* [ACTIVITY] The only thing to send back is the number of lines below that hold the string "注意事項".

(Stored data)
□ □ □
use std::sync::Arc;

use bazaar_core::config::SiteMap;
use bazaar_core::domain::conversation::{ConversationTurn, NewTurn, TurnKind, TurnRole};
use bazaar_core::domain::persona::PersonaProfile;
use bazaar_core::domain::user::UserId;
use bazaar_db::ConversationRepository;

use crate::errors::AgentError;
use crate::llm::ContextEntry;
use crate::orchestrator::ToolLogEntry;

const TOOL_INSTRUCTIONS: &str = "必要に応じて提供されたツールを呼び出して、\
    商品検索・おすすめ・残高確認・ガチャ・ページ移動などを手伝ってください。\
    ツールの結果にエラーが含まれる場合は、その内容を踏まえてユーザーに分かりやすく伝えてください。";

/// Per-user turn log: reads a bounded window, writes once per exchange.
#[derive(Clone)]
pub struct ConversationContext {
    conversations: Arc<dyn ConversationRepository>,
    history_window: usize,
    site_info: Option<String>,
}

impl ConversationContext {
    pub fn new(conversations: Arc<dyn ConversationRepository>, history_window: usize) -> Self {
        Self { conversations, history_window, site_info: None }
    }

    /// Appends the rendered site map to every system entry.
    pub fn with_site_map(mut self, site_map: &SiteMap) -> Self {
        self.site_info = render_site_map(site_map);
        self
    }

    pub fn history_window(&self) -> usize {
        self.history_window
    }

    /// Input sequence for the next backend call.
    ///
    /// Order: persona voice, past chat turns oldest first, the latest guidance as
    /// model-authored context, page context, then the new message.
    pub async fn assemble(
        &self,
        user_id: UserId,
        persona: &PersonaProfile,
        message: &str,
        page_context: Option<&str>,
    ) -> Result<Vec<ContextEntry>, AgentError> {
        let history =
            self.conversations.recent(user_id, TurnKind::Chat, self.history_window).await?;
        let guidance = self.conversations.latest(user_id, TurnKind::Guidance).await?;

        let mut entries = Vec::with_capacity(history.len() + 4);
        let mut system = format!("{}\n\n{TOOL_INSTRUCTIONS}", persona.system_prompt);
        if let Some(site_info) = &self.site_info {
            system.push_str("\n\n");
            system.push_str(site_info);
        }
        entries.push(ContextEntry::system(system));
        entries.extend(history.iter().filter_map(history_entry));
        if let Some(guidance) = guidance.filter(|turn| !turn.content.trim().is_empty()) {
            entries.push(ContextEntry::assistant(guidance.content));
        }
        if let Some(page) = page_context.map(str::trim).filter(|page| !page.is_empty()) {
            entries.push(ContextEntry::system(format!("現在の画面の情報:\n{page}")));
        }
        entries.push(ContextEntry::user(message));
        Ok(entries)
    }

    /// The single terminal write of an exchange: the user turn, one hidden turn
    /// per tool call, then the agent reply.
    pub async fn record_exchange(
        &self,
        user_id: UserId,
        message: &str,
        tool_log: &[ToolLogEntry],
        reply: &str,
    ) -> Result<Vec<ConversationTurn>, AgentError> {
        let mut turns = Vec::with_capacity(tool_log.len() + 2);
        turns.push(NewTurn::user_chat(message));
        turns.extend(tool_log.iter().map(|entry| NewTurn::tool_log(entry.to_log_line())));
        turns.push(NewTurn::agent_chat(reply));

        Ok(self.conversations.append(user_id, turns).await?)
    }

    pub async fn add_guidance(
        &self,
        user_id: UserId,
        text: &str,
    ) -> Result<ConversationTurn, AgentError> {
        let mut appended = self.conversations.append(user_id, vec![NewTurn::guidance(text)]).await?;
        appended.pop().ok_or_else(|| {
            AgentError::InvalidInput("guidance append returned no turn".to_string())
        })
    }
}

fn render_site_map(site_map: &SiteMap) -> Option<String> {
    if site_map.is_empty() {
        return None;
    }
    let mut lines = vec!["[サイト情報] アプリの主要ページと用途:".to_string()];
    for route in site_map.routes.iter().filter(|route| !route.name.trim().is_empty()) {
        if route.purpose.trim().is_empty() {
            lines.push(format!("- {} ({})", route.name, route.path));
        } else {
            lines.push(format!("- {} ({}): {}", route.name, route.path, route.purpose));
        }
    }
    if !site_map.notes.is_empty() {
        lines.push("[注意事項]".to_string());
        lines.extend(site_map.notes.iter().map(|note| format!("- {note}")));
    }
    Some(lines.join("\n"))
}

fn history_entry(turn: &ConversationTurn) -> Option<ContextEntry> {
    if turn.content.trim().is_empty() {
        return None;
    }
    match turn.role {
        TurnRole::User => Some(ContextEntry::user(turn.content.clone())),
        TurnRole::Agent => Some(ContextEntry::assistant(turn.content.clone())),
        TurnRole::System => None,
    }
}

#[cfg(test)]
mod tests {
    use std::sync::Arc;

    use serde_json::json;

    use bazaar_core::config::{SiteMap, SiteRoute};
    use bazaar_core::domain::conversation::{NewTurn, TurnKind, TurnRole};
    use bazaar_core::domain::persona::PersonaProfile;
    use bazaar_core::domain::user::{UserAccount, UserId};
    use bazaar_db::{ConversationRepository, InMemoryMarketplace, UserRepository};

    use super::ConversationContext;
    use crate::llm::ContextEntry;
    use crate::orchestrator::ToolLogEntry;

    async fn store_with_user(user: UserId) -> Arc<InMemoryMarketplace> {
        let store = Arc::new(InMemoryMarketplace::default());
        UserRepository::save(&*store, UserAccount::new(user, "buyer", 0)).await.expect("save");
        store
    }

    #[tokio::test]
    async fn assembles_window_guidance_page_and_message_in_order() {
        let user = UserId(1);
        let store = store_with_user(user).await;
        store
            .append(
                user,
                vec![
                    NewTurn::user_chat("old question"),
                    NewTurn::agent_chat("old answer"),
                    NewTurn::user_chat("recent question"),
                    NewTurn::agent_chat("recent answer"),
                ],
            )
            .await
            .expect("append chat");
        store.append(user, vec![NewTurn::guidance("welcome to gacha")]).await.expect("guidance");
        let context = ConversationContext::new(store.clone(), 2);

        let entries = context
            .assemble(user, &PersonaProfile::builtin_fallback(), "hello", Some("【現在のページ】ガチャページ"))
            .await
            .expect("assemble");

        assert_eq!(entries.len(), 6);
        assert!(matches!(&entries[0], ContextEntry::System { content }
            if content.starts_with("You are a kind AI assistant")));
        assert_eq!(entries[1], ContextEntry::user("recent question"));
        assert_eq!(entries[2], ContextEntry::assistant("recent answer"));
        assert_eq!(entries[3], ContextEntry::assistant("welcome to gacha"));
        assert!(matches!(
            &entries[4],
            ContextEntry::System { content } if content.contains("ガチャページ")
        ));
        assert_eq!(entries[5], ContextEntry::user("hello"));
    }

    #[tokio::test]
    async fn site_map_is_rendered_into_the_system_entry_only_when_configured() {
        let user = UserId(4);
        let store = store_with_user(user).await;
        let site_map = SiteMap {
            routes: vec![
                SiteRoute {
                    path: "/gacha".to_string(),
                    name: "ガチャ".to_string(),
                    purpose: "ポイントでガチャを回す".to_string(),
                },
                SiteRoute {
                    path: "/items/:id".to_string(),
                    name: "商品詳細".to_string(),
                    purpose: String::new(),
                },
            ],
            notes: vec!["購入にはログインが必要です".to_string()],
        };
        let persona = PersonaProfile::builtin_fallback();

        let plain = ConversationContext::new(store.clone(), 10)
            .assemble(user, &persona, "hi", None)
            .await
            .expect("plain");
        let mapped = ConversationContext::new(store.clone(), 10)
            .with_site_map(&site_map)
            .assemble(user, &persona, "hi", None)
            .await
            .expect("mapped");

        assert!(matches!(&plain[0], ContextEntry::System { content }
            if !content.contains("[サイト情報]")));
        let ContextEntry::System { content } = &mapped[0] else {
            panic!("first entry should be the system entry");
        };
        assert!(content.contains("- ガチャ (/gacha): ポイントでガチャを回す"));
        assert!(content.contains("- 商品詳細 (/items/:id)\n"));
        assert!(content.ends_with("[注意事項]\n- 購入にはログインが必要です"));
        assert_eq!(mapped.len(), plain.len());
    }

    #[tokio::test]
    async fn record_exchange_writes_hidden_tool_logs_between_user_and_agent() {
        let user = UserId(2);
        let store = store_with_user(user).await;
        let context = ConversationContext::new(store.clone(), 50);
        let log = vec![ToolLogEntry {
            call_id: "c1".to_string(),
            tool: "check_balance".to_string(),
            arguments: json!({}),
            result: json!({"gacha_points": 300}),
            ok: true,
        }];

        let turns = context.record_exchange(user, "残高は？", &log, "300ポイントです").await.expect("write");

        assert_eq!(turns.len(), 3);
        assert_eq!(turns[0].role, TurnRole::User);
        assert_eq!(turns[1].kind, TurnKind::ToolLog);
        assert!(!turns[1].visible);
        assert!(turns[1].content.contains("check_balance"));
        assert_eq!(turns[2].role, TurnRole::Agent);
        assert!(turns[0].created_at < turns[1].created_at);
        assert!(turns[1].created_at < turns[2].created_at);

        let history = store.recent(user, TurnKind::Chat, 10).await.expect("recent");
        assert_eq!(history.len(), 2);
    }

    #[tokio::test]
    async fn add_guidance_is_a_system_guidance_turn() {
        let user = UserId(3);
        let store = store_with_user(user).await;
        let context = ConversationContext::new(store.clone(), 50);

        let turn = context.add_guidance(user, "いらっしゃいませ").await.expect("guidance");

        assert_eq!(turn.role, TurnRole::System);
        assert_eq!(turn.kind, TurnKind::Guidance);
        assert!(turn.visible);
    }
}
□ □ □
* [PROBLEM SOLUTION] 2